DATA UNDER STUDY ▸
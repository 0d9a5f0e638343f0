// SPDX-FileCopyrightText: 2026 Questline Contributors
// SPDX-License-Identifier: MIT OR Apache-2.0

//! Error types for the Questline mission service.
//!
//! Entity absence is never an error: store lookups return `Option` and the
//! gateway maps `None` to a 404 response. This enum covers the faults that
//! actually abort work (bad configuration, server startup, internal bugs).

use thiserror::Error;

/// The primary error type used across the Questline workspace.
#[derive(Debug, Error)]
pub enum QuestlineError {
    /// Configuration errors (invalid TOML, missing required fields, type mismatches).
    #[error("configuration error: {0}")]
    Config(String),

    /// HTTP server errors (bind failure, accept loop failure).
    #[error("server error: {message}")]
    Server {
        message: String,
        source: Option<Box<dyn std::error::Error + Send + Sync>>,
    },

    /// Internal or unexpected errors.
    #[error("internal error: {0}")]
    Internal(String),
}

...

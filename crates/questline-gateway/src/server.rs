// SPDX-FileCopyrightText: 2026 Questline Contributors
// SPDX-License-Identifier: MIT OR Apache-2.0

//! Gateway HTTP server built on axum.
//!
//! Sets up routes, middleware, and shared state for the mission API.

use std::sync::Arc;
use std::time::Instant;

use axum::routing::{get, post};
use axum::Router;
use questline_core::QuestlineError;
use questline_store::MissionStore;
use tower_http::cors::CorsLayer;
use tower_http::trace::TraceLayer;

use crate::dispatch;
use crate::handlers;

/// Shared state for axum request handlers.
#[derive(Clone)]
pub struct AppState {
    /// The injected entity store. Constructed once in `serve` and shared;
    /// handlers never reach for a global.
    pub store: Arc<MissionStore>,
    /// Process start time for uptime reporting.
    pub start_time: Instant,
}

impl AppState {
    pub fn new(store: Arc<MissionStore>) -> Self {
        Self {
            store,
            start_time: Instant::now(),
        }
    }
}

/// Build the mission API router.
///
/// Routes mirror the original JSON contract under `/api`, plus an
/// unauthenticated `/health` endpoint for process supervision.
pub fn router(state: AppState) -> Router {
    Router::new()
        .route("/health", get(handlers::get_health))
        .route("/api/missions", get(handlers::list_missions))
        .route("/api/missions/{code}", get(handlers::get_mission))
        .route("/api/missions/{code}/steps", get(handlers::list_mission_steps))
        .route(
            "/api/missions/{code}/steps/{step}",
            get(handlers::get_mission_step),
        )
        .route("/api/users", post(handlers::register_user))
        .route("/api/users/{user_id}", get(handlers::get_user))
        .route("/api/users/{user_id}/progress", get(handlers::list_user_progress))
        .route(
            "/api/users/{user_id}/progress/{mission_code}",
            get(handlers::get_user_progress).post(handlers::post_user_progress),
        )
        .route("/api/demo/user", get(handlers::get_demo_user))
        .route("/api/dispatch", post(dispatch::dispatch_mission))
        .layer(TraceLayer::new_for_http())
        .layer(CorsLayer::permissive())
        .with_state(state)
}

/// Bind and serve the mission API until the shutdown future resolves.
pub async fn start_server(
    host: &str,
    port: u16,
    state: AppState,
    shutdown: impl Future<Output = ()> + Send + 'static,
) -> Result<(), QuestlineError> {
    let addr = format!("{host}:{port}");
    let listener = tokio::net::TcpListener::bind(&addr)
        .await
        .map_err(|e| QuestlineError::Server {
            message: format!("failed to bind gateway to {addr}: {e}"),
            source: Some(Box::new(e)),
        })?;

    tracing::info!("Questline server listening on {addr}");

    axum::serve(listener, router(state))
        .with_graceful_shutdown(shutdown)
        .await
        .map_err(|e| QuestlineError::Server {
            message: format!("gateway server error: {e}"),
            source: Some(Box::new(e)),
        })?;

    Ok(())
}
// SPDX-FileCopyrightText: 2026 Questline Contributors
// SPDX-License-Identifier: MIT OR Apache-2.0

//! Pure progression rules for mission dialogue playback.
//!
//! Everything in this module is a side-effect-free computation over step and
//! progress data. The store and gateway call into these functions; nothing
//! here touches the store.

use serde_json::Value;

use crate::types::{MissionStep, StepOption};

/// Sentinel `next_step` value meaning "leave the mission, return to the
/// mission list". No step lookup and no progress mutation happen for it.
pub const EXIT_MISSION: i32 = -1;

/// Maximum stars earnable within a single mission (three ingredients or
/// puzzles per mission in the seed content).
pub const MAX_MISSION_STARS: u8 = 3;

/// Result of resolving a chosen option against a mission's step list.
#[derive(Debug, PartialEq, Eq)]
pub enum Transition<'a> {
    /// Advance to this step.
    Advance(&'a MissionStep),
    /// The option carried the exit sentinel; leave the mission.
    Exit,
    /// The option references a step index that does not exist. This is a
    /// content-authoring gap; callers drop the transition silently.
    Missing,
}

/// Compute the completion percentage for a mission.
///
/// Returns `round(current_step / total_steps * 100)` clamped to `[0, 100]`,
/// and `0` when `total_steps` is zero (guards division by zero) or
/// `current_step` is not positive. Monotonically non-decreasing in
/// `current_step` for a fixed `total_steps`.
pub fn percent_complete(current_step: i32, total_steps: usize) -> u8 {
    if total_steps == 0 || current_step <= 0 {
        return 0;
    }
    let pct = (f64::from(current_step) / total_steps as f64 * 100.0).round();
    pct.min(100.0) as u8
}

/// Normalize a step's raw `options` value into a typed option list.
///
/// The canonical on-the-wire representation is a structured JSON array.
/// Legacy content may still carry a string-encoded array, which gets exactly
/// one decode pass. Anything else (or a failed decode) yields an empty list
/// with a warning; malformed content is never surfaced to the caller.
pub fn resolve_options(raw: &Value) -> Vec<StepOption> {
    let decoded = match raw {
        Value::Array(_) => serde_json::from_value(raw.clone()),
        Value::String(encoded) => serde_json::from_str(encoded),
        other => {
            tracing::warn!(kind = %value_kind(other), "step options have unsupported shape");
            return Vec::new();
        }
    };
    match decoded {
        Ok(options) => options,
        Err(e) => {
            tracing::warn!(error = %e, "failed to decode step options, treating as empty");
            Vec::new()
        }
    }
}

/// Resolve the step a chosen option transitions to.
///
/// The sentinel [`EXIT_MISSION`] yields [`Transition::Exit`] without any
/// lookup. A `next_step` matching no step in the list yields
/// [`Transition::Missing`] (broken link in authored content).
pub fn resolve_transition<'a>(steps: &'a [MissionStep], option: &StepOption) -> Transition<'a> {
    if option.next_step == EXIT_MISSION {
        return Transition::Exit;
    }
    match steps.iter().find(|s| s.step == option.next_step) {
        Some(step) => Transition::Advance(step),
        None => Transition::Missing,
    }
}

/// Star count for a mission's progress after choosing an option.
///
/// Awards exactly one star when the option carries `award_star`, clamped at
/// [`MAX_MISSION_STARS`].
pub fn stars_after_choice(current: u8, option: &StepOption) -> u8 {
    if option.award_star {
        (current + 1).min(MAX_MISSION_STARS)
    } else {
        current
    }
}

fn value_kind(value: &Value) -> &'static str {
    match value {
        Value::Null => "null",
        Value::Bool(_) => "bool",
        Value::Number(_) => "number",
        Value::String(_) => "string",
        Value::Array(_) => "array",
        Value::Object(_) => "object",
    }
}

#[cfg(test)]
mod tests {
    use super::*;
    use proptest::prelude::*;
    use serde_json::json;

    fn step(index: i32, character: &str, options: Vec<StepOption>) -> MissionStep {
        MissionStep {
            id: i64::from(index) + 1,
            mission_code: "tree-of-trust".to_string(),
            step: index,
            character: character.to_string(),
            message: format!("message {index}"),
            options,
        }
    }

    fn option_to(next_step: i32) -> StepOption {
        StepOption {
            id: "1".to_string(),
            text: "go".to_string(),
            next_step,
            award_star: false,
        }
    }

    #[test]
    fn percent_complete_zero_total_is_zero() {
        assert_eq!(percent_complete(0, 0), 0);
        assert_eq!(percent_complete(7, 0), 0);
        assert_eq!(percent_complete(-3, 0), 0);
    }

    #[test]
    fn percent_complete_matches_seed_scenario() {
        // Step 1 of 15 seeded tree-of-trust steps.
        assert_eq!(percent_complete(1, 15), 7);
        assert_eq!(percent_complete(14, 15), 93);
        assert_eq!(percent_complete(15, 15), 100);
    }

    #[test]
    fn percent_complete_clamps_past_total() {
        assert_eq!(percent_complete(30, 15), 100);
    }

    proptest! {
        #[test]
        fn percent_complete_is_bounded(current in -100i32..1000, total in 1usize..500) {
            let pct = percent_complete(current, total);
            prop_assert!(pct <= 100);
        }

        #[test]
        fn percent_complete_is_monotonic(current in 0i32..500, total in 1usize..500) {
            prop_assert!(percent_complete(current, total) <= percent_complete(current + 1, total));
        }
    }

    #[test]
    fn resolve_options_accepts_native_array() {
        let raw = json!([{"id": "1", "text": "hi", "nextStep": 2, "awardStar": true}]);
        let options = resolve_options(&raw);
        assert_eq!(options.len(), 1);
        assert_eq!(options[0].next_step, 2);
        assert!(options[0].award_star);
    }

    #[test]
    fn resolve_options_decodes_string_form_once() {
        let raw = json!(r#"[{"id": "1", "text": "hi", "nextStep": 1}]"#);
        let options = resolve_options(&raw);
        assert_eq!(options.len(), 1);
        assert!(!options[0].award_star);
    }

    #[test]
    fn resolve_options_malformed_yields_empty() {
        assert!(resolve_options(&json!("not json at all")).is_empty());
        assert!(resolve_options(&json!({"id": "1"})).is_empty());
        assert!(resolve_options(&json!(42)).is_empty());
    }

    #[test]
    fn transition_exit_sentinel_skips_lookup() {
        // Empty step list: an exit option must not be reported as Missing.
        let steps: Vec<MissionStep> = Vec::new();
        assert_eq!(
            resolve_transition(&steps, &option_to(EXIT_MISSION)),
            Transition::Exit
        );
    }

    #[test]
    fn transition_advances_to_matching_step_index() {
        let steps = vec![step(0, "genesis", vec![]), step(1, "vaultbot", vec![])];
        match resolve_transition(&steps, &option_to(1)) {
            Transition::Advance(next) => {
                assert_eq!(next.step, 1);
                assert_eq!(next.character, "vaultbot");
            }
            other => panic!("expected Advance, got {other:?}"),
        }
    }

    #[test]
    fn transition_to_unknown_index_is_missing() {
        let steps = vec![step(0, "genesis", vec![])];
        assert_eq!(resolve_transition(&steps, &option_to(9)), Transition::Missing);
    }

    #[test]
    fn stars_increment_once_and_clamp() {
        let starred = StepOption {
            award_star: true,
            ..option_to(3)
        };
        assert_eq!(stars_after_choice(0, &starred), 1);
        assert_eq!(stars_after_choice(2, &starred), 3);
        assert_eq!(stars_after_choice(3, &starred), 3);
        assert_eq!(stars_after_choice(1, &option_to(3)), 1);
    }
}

YOUR GOAL ▸ Bring together each line above where the string "Self" turns up.

EXPECTED OUTPUT ▸
    pub fn new(store: Arc<MissionStore>) -> Self {
        Self {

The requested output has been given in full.